Black-capped Chickadees at my feeder selecting sunflower
seeds to cache out in their winter territories.  Photo credit: Jody Enck
          Among the birds North American birds that are known to cache food are various species of Corvids (i.e., Jays, Crows, Nutcrackers), Parids (i.e, Chickadees, Titmice, Nuthatches), and some Woodpeckers (e.g., Acorn is the most well-known, but some Hairy and Downy Woodpeckers also cache).  These birds will go back and re-find their caches months after they are stored.  A few other North American bird species store prey items for the short-term.  These include some American Kestrels, a few of the smaller owl species (e.g., Boreal and Saw-whet), and of course, Shrikes.

          Evolutionarily, caching of food seems to have emerged from those groups of animals that take food to their young (as opposed to taking their young to food as in precocial species like turkeys, grouse, ducks, and shorebirds).  This occurs in some species birds, some mammals (e.g., Chipmunks), and some wasps (yes, wasps).  But, food caching is performed by only a small minority of species in those groups. 

A Black-capped Chickadee flies away from my feeder
with a Sunflower seed to cache somewhere in the woods. 
Photo credit: Jody Enck.

          Various species of Jay are particularly adept at caching food, and take their behavior even farther than the Chickadees, Titmice, and Nuthatches.  Jays are particularly good at being thieves.  That is, they watch other birds caching food, and then steal those food items and re-hide them for themselves.  Apparently, Jays that are thieves themselves, have learned to be extra careful when they cache their own seeds.  These birds watch the other birds around them.  If they notice that they are being watched by other birds that might subsequently steal those seeds, then the Jays go back after the other birds are no longer watching, and they re-hide their own seeds so they don’t get stolen by the other birds.


How do these birds remember where they cached the seeds so they can retrieve them later?  Some studies have found evidence that the environmentally stressful conditions faced by food-caching birds (think cold, snowy winters that make finding food difficult) cause slightly elevated levels of glucocorticoids (especially corticosterone) in their brains.  The elevated levels of these steroids, which are naturally produced in the adrenal gland, improve the spatial memory of these birds.  Release of corticosterone actually increases the size of the hippocampus part of the brain – that part of the brain that involves spatial memory.  This makes the birds better able to recall where they cached these seeds, makes them more efficient at finding food during the environmentally stressful winter, and increases their chances of surviving.

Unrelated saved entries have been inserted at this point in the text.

//! Disk managers: blocking page I/O against a backing store.
//!
//! A [`DiskManager`] reads and writes fixed-size pages addressed by
//! [`PageId`] and hands out fresh page identifiers. Two
//! implementations are provided:
//!
//! - [`FileDiskManager`] — pages stored in a single database file at
//!   `page_id * PAGE_SIZE` offsets
//! - [`MemDiskManager`] — pages held in a map, for tests

use std::io;

use strata_common::types::PageId;
use thiserror::Error;

mod file;
mod memory;

pub use file::FileDiskManager;
pub use memory::MemDiskManager;

/// Result type for disk operations.
pub type DiskResult<T> = Result<T, DiskError>;

/// Errors that can occur during disk operations.
#[derive(Debug, Error)]
pub enum DiskError {
    /// Operation addressed the invalid page sentinel.
    #[error("invalid page ID: {page_id}")]
    InvalidPageId {
        /// The offending identifier.
        page_id: PageId,
    },

    /// I/O error during page read/write.
    #[error("I/O error: {source}")]
    Io {
        /// The underlying error.
        #[from]
        source: io::Error,
    },
}

/// Blocking block-device abstraction over fixed-size pages.
///
/// Implementations serialize their own `read_page`/`write_page` calls
/// against themselves on the same identifier; callers provide all
/// higher-level coordination.
pub trait DiskManager: Send + Sync {
    /// Reads the page into `buf` (exactly [`PAGE_SIZE`] bytes).
    ///
    /// A page that has never been written reads back as zeroes.
    ///
    /// [`PAGE_SIZE`]: strata_common::constants::PAGE_SIZE
    fn read_page(&self, page_id: PageId, buf: &mut [u8]) -> DiskResult<()>;

    /// Writes the page from `buf`; durable on return.
    fn write_page(&self, page_id: PageId, buf: &[u8]) -> DiskResult<()>;

    /// Allocates a fresh page identifier on the backing store.
    fn allocate_page(&self) -> PageId;

    /// Releases a page identifier.
    ///
    /// Reclamation strategy is the backing store's business; the
    /// identifier must simply never be handed out to this caller
    /// again.
    fn deallocate_page(&self, page_id: PageId);
}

A Tufted Titmouse repositioning a sunflower seed
in its mouth by holding it briefly in its feet.  This bird
flew about 150m away into the woods to cache its prize.
Photo credit: Jody Enck.

In my patch, I love watching the birds making forays to the feeder, grabbing a sunflower seed, and flying off into the woods to hide their prize.  I conduct a point count in my woods about 150m from my backyard.  This time of year, it is fairly common for me to sit at my point count and watch Nuthatches, Titmice, and Chickadees bringing sunflower seeds out into the middle of the woods and hiding them in various crevices under the bark of trees.  Later in the winter months, I’ll enjoy sitting at my count site and watching these birds re-find and eat their cached food items.  When the birds fill their larder with these seeds, it not only ensures that they will have food to make it through the winter, but this food-caching behavior ensures that I'll have more fun behaviors to watch as these birds re-find their prizes when the snow flies here in my part of the world.